* _Aim of the task_
Each entry should be written out again exactly, so that nothing is lost.

******

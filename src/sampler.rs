//! Sampler kind table
//!
//! Maps each bound sampler slot's dimensionality to the coordinate arity
//! the hardware expects. The table must stay consistent with the sampler
//! classification of the hardware-configuration API that packs the actual
//! sampler registers.

use crate::error::{Result, TranslationError};

/// Number of sampler slots per shader stage
pub const MAX_SAMPLERS: usize = 16;

/// GLSL sampler dimensionality for a bound sampler slot
///
/// `Invalid` marks a slot the caller never resolved a binding for.
#[derive(Debug, Clone, Copy, PartialEq, Eq, Default)]
pub enum SamplerType {
    #[default]
    Invalid,
    Sampler1D,
    Sampler2D,
    Sampler3D,
    SamplerCube,
    Sampler2DRect,
    Sampler1DArray,
    Sampler2DArray,
    SamplerCubeArray,
    SamplerBuffer,
    Sampler2DMS,
    Sampler2DMSArray,
    Sampler1DShadow,
    Sampler2DShadow,
    SamplerCubeShadow,
    Sampler2DRectShadow,
    Sampler1DArrayShadow,
    Sampler2DArrayShadow,
    SamplerCubeArrayShadow,
}

impl SamplerType {
    /// Number of texture-coordinate components the hardware expects
    ///
    /// Array kinds consume one extra component for the layer index and
    /// shadow kinds one extra for the depth reference value. Kinds with no
    /// defined mapping in this hardware revision are unsupported.
    pub fn arg_count(self) -> Result<usize> {
        match self {
            SamplerType::Sampler1D => Ok(1),
            SamplerType::Sampler2D => Ok(2),
            SamplerType::Sampler3D => Ok(3),
            SamplerType::Sampler1DArray => Ok(1 + 1),
            SamplerType::Sampler2DArray => Ok(2 + 1),
            SamplerType::Sampler1DShadow => Ok(1 + 1),
            SamplerType::Sampler2DShadow => Ok(2 + 1),
            SamplerType::Sampler1DArrayShadow => Ok(1 + 1 + 1),
            SamplerType::Sampler2DArrayShadow => Ok(2 + 1 + 1),
            SamplerType::SamplerCube => Ok(3),
            SamplerType::SamplerCubeArray => Ok(3 + 1),
            SamplerType::SamplerCubeShadow => Ok(3 + 1),
            other => Err(TranslationError::Unsupported(format!(
                "sampler type {:?}",
                other
            ))),
        }
    }

    /// Whether this kind performs a hardware depth comparison
    pub fn is_shadow(self) -> bool {
        matches!(
            self,
            SamplerType::Sampler1DShadow
                | SamplerType::Sampler2DShadow
                | SamplerType::SamplerCubeShadow
                | SamplerType::Sampler2DRectShadow
                | SamplerType::Sampler1DArrayShadow
                | SamplerType::Sampler2DArrayShadow
                | SamplerType::SamplerCubeArrayShadow
        )
    }
}
//! Latte GPU shader translation (microcode → GLSL)
//!
//! The Latte GPU uses an AMD R700-derived VLIW instruction set. This crate
//! decodes its packed texture-clause instruction words and emits equivalent
//! GLSL statements, together with the sampler-usage metadata the resource
//! binder needs to set up descriptor slots before a draw.
//!
//! Only a subset of the ISA is implemented; instructions without a handler
//! fail with a distinct error rather than being silently skipped.

pub mod error;
pub mod microcode;
pub mod sampler;
pub mod translate;

pub use error::{Result, TranslationError};
pub use sampler::SamplerType;
pub use translate::{Shader, ShaderStage, State, TexDispatch};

******

* _Result below_
filename src/sampler.rs
//! Sampler kind table
//!
//! Maps each bound sampler slot's dimensionality to the coordinate arity
//! the hardware expects. The table must stay consistent with the sampler
//! classification of the hardware-configuration API that packs the actual
//! sampler registers.

use crate::error::{Result, TranslationError};

/// Number of sampler slots per shader stage
pub const MAX_SAMPLERS: usize = 16;

/// GLSL sampler dimensionality for a bound sampler slot
///
/// `Invalid` marks a slot the caller never resolved a binding for.
#[derive(Debug, Clone, Copy, PartialEq, Eq, Default)]
pub enum SamplerType {
    #[default]
    Invalid,
    Sampler1D,
    Sampler2D,
    Sampler3D,
    SamplerCube,
    Sampler2DRect,
    Sampler1DArray,
    Sampler2DArray,
    SamplerCubeArray,
    SamplerBuffer,
    Sampler2DMS,
    Sampler2DMSArray,
    Sampler1DShadow,
    Sampler2DShadow,
    SamplerCubeShadow,
    Sampler2DRectShadow,
    Sampler1DArrayShadow,
    Sampler2DArrayShadow,
    SamplerCubeArrayShadow,
}

impl SamplerType {
    /// Number of texture-coordinate components the hardware expects
    ///
    /// Array kinds consume one extra component for the layer index and
    /// shadow kinds one extra for the depth reference value. Kinds with no
    /// defined mapping in this hardware revision are unsupported.
    pub fn arg_count(self) -> Result<usize> {
        match self {
            SamplerType::Sampler1D => Ok(1),
            SamplerType::Sampler2D => Ok(2),
            SamplerType::Sampler3D => Ok(3),
            SamplerType::Sampler1DArray => Ok(1 + 1),
            SamplerType::Sampler2DArray => Ok(2 + 1),
            SamplerType::Sampler1DShadow => Ok(1 + 1),
            SamplerType::Sampler2DShadow => Ok(2 + 1),
            SamplerType::Sampler1DArrayShadow => Ok(1 + 1 + 1),
            SamplerType::Sampler2DArrayShadow => Ok(2 + 1 + 1),
            SamplerType::SamplerCube => Ok(3),
            SamplerType::SamplerCubeArray => Ok(3 + 1),
            SamplerType::SamplerCubeShadow => Ok(3 + 1),
            other => Err(TranslationError::Unsupported(format!(
                "sampler type {:?}",
                other
            ))),
        }
    }

    /// Whether this kind performs a hardware depth comparison
    pub fn is_shadow(self) -> bool {
        matches!(
            self,
            SamplerType::Sampler1DShadow
                | SamplerType::Sampler2DShadow
                | SamplerType::SamplerCubeShadow
                | SamplerType::Sampler2DRectShadow
                | SamplerType::Sampler1DArrayShadow
                | SamplerType::Sampler2DArrayShadow
                | SamplerType::SamplerCubeArrayShadow
        )
    }
}
//! Latte GPU shader translation (microcode → GLSL)
//!
//! The Latte GPU uses an AMD R700-derived VLIW instruction set. This crate
//! decodes its packed texture-clause instruction words and emits equivalent
//! GLSL statements, together with the sampler-usage metadata the resource
//! binder needs to set up descriptor slots before a draw.
//!
//! Only a subset of the ISA is implemented; instructions without a handler
//! fail with a distinct error rather than being silently skipped.

pub mod error;
pub mod microcode;
pub mod sampler;
pub mod translate;

pub use error::{Result, TranslationError};
pub use sampler::SamplerType;
pub use translate::{Shader, ShaderStage, State, TexDispatch};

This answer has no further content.